I know of two separate sellers, each of whom is marketing a tract of more than 5,000 acres. Each is priced at about $1,500/A. I think fair value for each is in the $700/A range. That’s not a low-ball number. It’s how I pencil out the assets. And maybe I’m being generous.

The stock market is down 40 percent over the year. It continues to decline. The Dow is down about 2,250 points in seven days. The economy is stronger than this paniced market, but is being tugged down by weakening sales, tight credit and a dozen other factors.

The stock market appears to have decided that the $700 billion in federal money will not put a floor under the fall if it’s used as Secretary Paulson testified he plans to use it. Op-Ed articles in the WSJ and other papers have presented alternatives that deal directly with stopping foreclosures, refinancing mortgages, capitalizing banks, etc. I’ve yet to see a proposal for ending credit-default swaps and unfathomable derivatives, which together, as much as anything else, set us up for this mess.

My own uneducated sense of this is that we will work our way into a recovery, one property at a time, with one buyer and one seller finding a price. If sellers don’t budge from inflated valuations, all the liquidity in the world won’t get buyers to buy.

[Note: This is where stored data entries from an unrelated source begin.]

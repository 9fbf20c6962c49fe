//! Import batch lifecycle.
//!
//! An upload batch moves `PROCESSING -> COMPLETED -> ROLLED_BACK`.
//! `ROLLED_BACK` is terminal.

pub mod error;
pub mod status;

pub use error::UploadStateError;
pub use status::{RollbackCounts, UploadStatus, ensure_rollback_allowed};
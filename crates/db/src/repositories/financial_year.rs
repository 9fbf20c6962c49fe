//! Financial year repository: current-year pointer, advancement, and reset.
//!
//! Every write to `is_current` goes through [`promote_to_current`], which
//! clears the flag on all rows and sets it on one row inside the caller's
//! transaction.

use chrono::{NaiveDate, NaiveTime, Utc};
use sea_orm::{
    ActiveModelTrait, ColumnTrait, ConnectionTrait, DatabaseConnection, DbErr, EntityTrait,
    PaginatorTrait, QueryFilter, QueryOrder, QuerySelect, Set, SqlErr, TransactionTrait,
    prelude::DateTimeWithTimeZone, sea_query::Expr,
};
use steward_core::fiscal::{
    FinancialYearWindow, ResetCounts, WindowError, confirmation_matches,
    reset_confirmation_phrase,
};
use steward_shared::AppError;
use tracing::{info, warn};
use uuid::Uuid;

use crate::entities::{financial_years, payments, transactions, upload_history};

/// Error types for financial year operations.
#[derive(Debug, thiserror::Error)]
pub enum FinancialYearError {
    /// Financial year not found.
    #[error("Financial year not found: {0}")]
    YearNotFound(Uuid),

    /// No year is flagged current, so there is nothing to advance from.
    #[error("No current financial year; resolve the current year first")]
    NoCurrentYear,

    /// Reset confirmation did not match.
    #[error("Confirmation does not match; expected \"{expected}\"")]
    ConfirmationMismatch {
        /// The phrase the caller must type.
        expected: String,
    },

    /// Boundary calculation failed.
    #[error(transparent)]
    Window(#[from] WindowError),

    /// Database error.
    #[error("Database error: {0}")]
    Database(#[from] DbErr),
}

impl From<FinancialYearError> for AppError {
    fn from(err: FinancialYearError) -> Self {
        match err {
            FinancialYearError::YearNotFound(id) => {
                Self::NotFound(format!("Financial year {id} not found"))
            }
            FinancialYearError::NoCurrentYear => Self::InvalidState(err.to_string()),
            FinancialYearError::ConfirmationMismatch { expected } => {
                Self::ConfirmationMismatch { expected }
            }
            FinancialYearError::Window(e) => Self::Internal(e.to_string()),
            FinancialYearError::Database(e) => Self::Database(e.to_string()),
        }
    }
}

/// Result of a reset execution.
#[derive(Debug, Clone)]
pub struct ResetOutcome {
    /// The year whose window was cleared. The row itself is untouched.
    pub financial_year: financial_years::Model,
    /// Records deleted per table.
    pub deleted: ResetCounts,
}

/// Financial year repository.
#[derive(Debug, Clone)]
pub struct FinancialYearRepository {
    db: DatabaseConnection,
}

Everyone is waiting for the pain to stop.  I don’t think we reverse this trend without pain being spread widely and deeply. A price set six months ago won’t work today. Each seller has to fight this fight with himself and his lender. It will be ugly and hurt a lot. A property that is overpriced by 100 percent needs to come down 50 percent.

Brokers are encouraging their clients to drop 10 or 15 percent. Recent WSJ ads are coming down by 25 to 30 percent or more. I’m interested in what brokers on both the seller and buyer sides think about this predicament, which has ensnared us all.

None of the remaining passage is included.